The restructuration of the Lyon Group in 2001, giving birth to the Lyon/Roma Group, led to considerable changes in the socio-professional repartition of the expertise provided. Whereas before 9/11 there was a kind of equilibrium in number within the Lyon Group between the officials coming from Justice, Foreign Affairs and Law Enforcement services and agencies, the officials coming from Interior, Police and Intelligence services represent now more than 70% of all the Lyon/Roma Group’s participants. The setting-up of this new repartition is certainly a part of the explanation as to why terrorism has become the first priority of the Lyon/Roma Group since 2002. It also provides an explanation as to why more preventive and proactive-oriented strategies, specifically concerning law enforcement techniques, have been recently adopted and promoted by the Group. The elaboration of “best practices” concerning the development of biometrics and their use in travel documents, the enhancement of special techniques of investigation, the sharing of information and databases, including DNA information, and the fight against terrorist financing has been at the core of the G8 experts’ activities.

Even though the G8 Lyon/Roma Group experts are very discreet and none of their activities get publicized, careful researches demonstrate that the G8 has been active since 1995 in framing the global fight against transnational organized crime and more recently against terrorism. Of course, it does not mean that the G8 has had a decisive role in the international arena, but it rather show how complex and challenging it is to map the international bodies involved in the fight against transnational organized crime and terrorism and trace the genesis of these international norms, as the modalities of mutual influences are numerous and multiple.


Endnotes:

1. All the communiqués since 1975 are available on the University of Toronto website: www.g8.utoronto.ca.

2. SCHERRER A., La production normative du G8 face à la criminalité transnationale organisée.
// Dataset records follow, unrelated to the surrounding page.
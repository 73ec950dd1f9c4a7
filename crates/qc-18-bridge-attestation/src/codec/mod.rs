//! # Record Codec
//!
//! Deterministic binary encoding of stored records.
//!
//! Records use bincode with fixed-width integers and reject trailing bytes,
//! so a value has exactly one valid encoding.

pub mod registry;

pub use registry::{KindRegistry, TxCodec, TxEnvelope};

use crate::domain::{AttestationError, AttestationResult, ValidatorAddress};
use bincode::Options;
use serde::de::DeserializeOwned;
use serde::Serialize;

fn options() -> impl Options {
    bincode::DefaultOptions::new()
        .with_fixint_encoding()
        .reject_trailing_bytes()
}

/// Encode a record.
pub fn encode_record<T: Serialize>(what: &'static str, value: &T) -> AttestationResult<Vec<u8>> {
    options()
        .serialize(value)
        .map_err(|e| AttestationError::encode(what, e))
}

/// Decode a record.
pub fn decode_record<T: DeserializeOwned>(what: &'static str, bytes: &[u8]) -> AttestationResult<T> {
    options()
        .deserialize(bytes)
        .map_err(|e| AttestationError::decode(what, e))
}

/// Decode the unbonding validator list handed over by the staking module.
pub fn decode_unbonding_validators(bytes: &[u8]) -> AttestationResult<Vec<ValidatorAddress>> {
    decode_record("unbonding validators", bytes)
}

/// Encode an unbonding validator list.
pub fn encode_unbonding_validators(validators: &[ValidatorAddress]) -> AttestationResult<Vec<u8>> {
    encode_record("unbonding validators", &validators)
}
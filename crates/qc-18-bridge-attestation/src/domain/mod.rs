//! # Domain Layer
//!
//! Pure types and rules of bridge attestation. No I/O.

pub mod entities;
pub mod errors;
pub mod events;
pub mod keys;
pub mod value_objects;

pub use entities::*;
pub use errors::*;
pub use events::*;
pub use keys::{prefix_upper_bound, u64_from_be_bytes, u64_to_be_bytes, KeyPrefix, KeyRange};
pub use value_objects::*;
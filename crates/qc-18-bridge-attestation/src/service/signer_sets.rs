//! # Signer Set Store Implementation
//!
//! Signer set persistence plus the power snapshot trigger.

use super::*;
use crate::algorithms::build_signer_set;
use crate::codec::encode_record;
use crate::domain::keys::{signer_set_key, u64_to_be_bytes};
use crate::domain::{
    AttestationError, AttestationEvent, AttestationResult, KeyPrefix, KeyRange, SignerSetTx,
    ValidatorAddress,
};
use crate::ports::inbound::{ConfirmationLedger, DelegationRegistry, SignerSetStore};
use crate::ports::outbound::{BatchOperation, ScanOrder};

impl<KV, PS, ES> BridgeKeeper<KV, PS, ES>
where
    KV: KeyValueStore,
    PS: PowerSource,
    ES: EventSink,
{
    /// Signer set for `height` derived from current power and registered addresses.
    pub fn current_signer_set(&self, height: u64) -> AttestationResult<SignerSetTx> {
        let powers = self.power_source.validator_powers()?;
        build_signer_set(height, &powers, |validator| self.ethereum_address(validator))
    }

    /// Build, store and announce the signer set for `height`.
    pub fn create_signer_set_request(&mut self, height: u64) -> AttestationResult<SignerSetTx> {
        let contract = self.config.params.contract_address()?;
        let set = self.current_signer_set(height)?;
        self.put_signer_set(&set)?;

        self.events.emit(AttestationEvent::SignerSetRequested {
            contract,
            chain_id: self.config.params.bridge_chain_id,
            nonce: set.nonce,
        });
        tracing::info!(
            "[qc-18] signer set #{} requested with {} members",
            set.nonce,
            set.members.len()
        );
        Ok(set)
    }

    /// The newest signer sets shown to relayers.
    pub fn recent_signer_sets_for_relay(&self) -> AttestationResult<Vec<SignerSetTx>> {
        self.recent_signer_sets(self.config.recent_signer_set_count)
    }

    fn write_signer_set(&mut self, set: &SignerSetTx) -> AttestationResult<()> {
        let record = encode_record("signer set", set)?;
        self.store.atomic_batch_write(vec![
            BatchOperation::put(signer_set_key(set.nonce), record),
            BatchOperation::put(
                KeyPrefix::LatestSignerSetNonce.scalar_key(),
                u64_to_be_bytes(set.nonce).to_vec(),
            ),
        ])?;
        tracing::info!(
            "[qc-18] stored signer set #{} (height {}, total power {})",
            set.nonce,
            set.height,
            set.total_power()
        );
        Ok(())
    }
}

impl<KV, PS, ES> SignerSetStore for BridgeKeeper<KV, PS, ES>
where
    KV: KeyValueStore,
    PS: PowerSource,
    ES: EventSink,
{
    fn put_signer_set(&mut self, set: &SignerSetTx) -> AttestationResult<()> {
        let latest = self.latest_signer_set_nonce()?;
        // nonce 0 is only taken once something was stored under it
        let taken = latest != 0 || self.has_signer_set(0)?;
        if taken && set.nonce <= latest {
            tracing::warn!(
                "[qc-18] rejected signer set #{}: latest is #{}",
                set.nonce,
                latest
            );
            return Err(AttestationError::NonceRegression {
                nonce: set.nonce,
                latest,
            });
        }
        self.write_signer_set(set)
    }

    fn put_signer_set_unchecked(&mut self, set: &SignerSetTx) -> AttestationResult<()> {
        self.write_signer_set(set)
    }

    fn signer_set(&self, nonce: u64) -> AttestationResult<Option<SignerSetTx>> {
        let key = signer_set_key(nonce);
        match self.store.get(&key)? {
            Some(bytes) => Ok(Some(Self::decode_signer_set_entry(&key, &bytes)?)),
            None => Ok(None),
        }
    }

    fn has_signer_set(&self, nonce: u64) -> AttestationResult<bool> {
        Ok(self.store.exists(&signer_set_key(nonce))?)
    }

    fn delete_signer_set(&mut self, nonce: u64) -> AttestationResult<()> {
        self.store.delete(&signer_set_key(nonce))?;
        tracing::info!("[qc-18] deleted signer set #{}", nonce);
        Ok(())
    }

    fn latest_signer_set(&self) -> AttestationResult<Option<SignerSetTx>> {
        self.signer_set(self.latest_signer_set_nonce()?)
    }

    fn latest_signer_set_nonce(&self) -> AttestationResult<u64> {
        self.read_counter(KeyPrefix::LatestSignerSetNonce)
    }

    fn iterate_signer_sets(
        &self,
        visitor: &mut dyn FnMut(&SignerSetTx) -> bool,
    ) -> AttestationResult<()> {
        self.for_each_signer_set(
            &KeyPrefix::SignerSetTx.range(),
            ScanOrder::Descending,
            &mut |set| Ok(visitor(&set)),
        )
    }

    fn signer_sets_descending(&self) -> AttestationResult<Vec<SignerSetTx>> {
        let mut sets = Vec::new();
        self.for_each_signer_set(
            &KeyPrefix::SignerSetTx.range(),
            ScanOrder::Descending,
            &mut |set| {
                sets.push(set);
                Ok(false)
            },
        )?;
        Ok(sets)
    }

    fn unslashed_signer_sets(&self, max_height: u64) -> AttestationResult<Vec<SignerSetTx>> {
        let last_slashed = self.last_slashed_signer_set_nonce()?;
        let range = KeyRange::new(
            Some(signer_set_key(last_slashed)),
            Some(signer_set_key(max_height)),
        );
        let mut sets = Vec::new();
        self.for_each_signer_set(&range, ScanOrder::Ascending, &mut |set| {
            if set.nonce > last_slashed {
                sets.push(set);
            }
            Ok(false)
        })?;
        tracing::debug!(
            "[qc-18] {} unslashed signer sets below height {}",
            sets.len(),
            max_height
        );
        Ok(sets)
    }

    fn set_last_slashed_signer_set_nonce(&mut self, nonce: u64) -> AttestationResult<()> {
        self.advance_counter(
            KeyPrefix::LastSlashedSignerSetNonce,
            "last_slashed_signer_set_nonce",
            nonce,
        )?;
        tracing::info!("[qc-18] last slashed signer set nonce is now {}", nonce);
        Ok(())
    }

    fn last_slashed_signer_set_nonce(&self) -> AttestationResult<u64> {
        self.read_counter(KeyPrefix::LastSlashedSignerSetNonce)
    }

    fn set_last_unbonding_block_height(&mut self, height: u64) -> AttestationResult<()> {
        self.advance_counter(
            KeyPrefix::LastUnbondingBlockHeight,
            "last_unbonding_block_height",
            height,
        )
    }

    fn last_unbonding_block_height(&self) -> AttestationResult<u64> {
        self.read_counter(KeyPrefix::LastUnbondingBlockHeight)
    }

    fn recent_signer_sets(&self, count: usize) -> AttestationResult<Vec<SignerSetTx>> {
        let mut sets = Vec::with_capacity(count.min(64));
        if count == 0 {
            return Ok(sets);
        }
        self.for_each_signer_set(
            &KeyPrefix::SignerSetTx.range(),
            ScanOrder::Descending,
            &mut |set| {
                sets.push(set);
                Ok(sets.len() >= count)
            },
        )?;
        Ok(sets)
    }

    fn signer_sets_unsigned_by(
        &self,
        validator: &ValidatorAddress,
    ) -> AttestationResult<Vec<SignerSetTx>> {
        let mut unsigned = Vec::new();
        self.for_each_signer_set(
            &KeyPrefix::SignerSetTx.range(),
            ScanOrder::Descending,
            &mut |set| {
                if !self.has_confirmation(&set.store_index(), validator)? {
                    unsigned.push(set);
                }
                Ok(false)
            },
        )?;
        Ok(unsigned)
    }
}
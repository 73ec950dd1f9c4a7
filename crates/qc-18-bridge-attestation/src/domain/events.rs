//! # Domain Events
//!
//! Events handed to the `EventSink` port.

use super::value_objects::{EthAddress, OutgoingTxKind, StoreIndex};
use serde::{Deserialize, Serialize};

/// Events emitted by the attestation core.
#[derive(Clone, Debug, PartialEq, Eq, Serialize, Deserialize)]
pub enum AttestationEvent {
    /// A new signer set awaits confirmations.
    SignerSetRequested {
        /// Bridge contract on the foreign chain.
        contract: EthAddress,
        /// Foreign chain id.
        chain_id: u64,
        /// Signer set nonce.
        nonce: u64,
    },
    /// An outgoing transaction was queued.
    OutgoingTxQueued {
        /// Transaction kind.
        kind: OutgoingTxKind,
        /// Store index of the transaction.
        store_index: StoreIndex,
    },
}

impl AttestationEvent {
    /// Event type name.
    pub fn name(&self) -> &'static str {
        match self {
            AttestationEvent::SignerSetRequested { .. } => "signer_set_request",
            AttestationEvent::OutgoingTxQueued { .. } => "outgoing_tx_queued",
        }
    }

    /// Flat key/value attributes.
    pub fn attributes(&self) -> Vec<(&'static str, String)> {
        match self {
            AttestationEvent::SignerSetRequested {
                contract,
                chain_id,
                nonce,
            } => vec![
                ("bridge_contract", contract.to_string()),
                ("bridge_chain_id", chain_id.to_string()),
                ("signer_set_nonce", nonce.to_string()),
            ],
            AttestationEvent::OutgoingTxQueued { kind, store_index } => vec![
                ("kind", kind.name().to_string()),
                ("store_index", store_index.to_string()),
            ],
        }
    }
}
La force du discours, le poids de l’expertise, PhD. Dissertation, Institut d’Etudes Politiques de Paris, 2007; SCHERRER A., The G8 against Transnational Organized Crime, Ashgate, under preparation (2009).

3. SCHERRER A. (2005), « Le G8 face au crime organisé », G8 Governance, 11 (available online).

4. In the field of anti-money laundering, for instance, see SCHERRER A. (2006) « La circulation des normes dans le domaine du blanchiment d’argent : le rôle du G7/8 dans la création d’un régime global » Cultures & Conflits, 62, pp.129-148.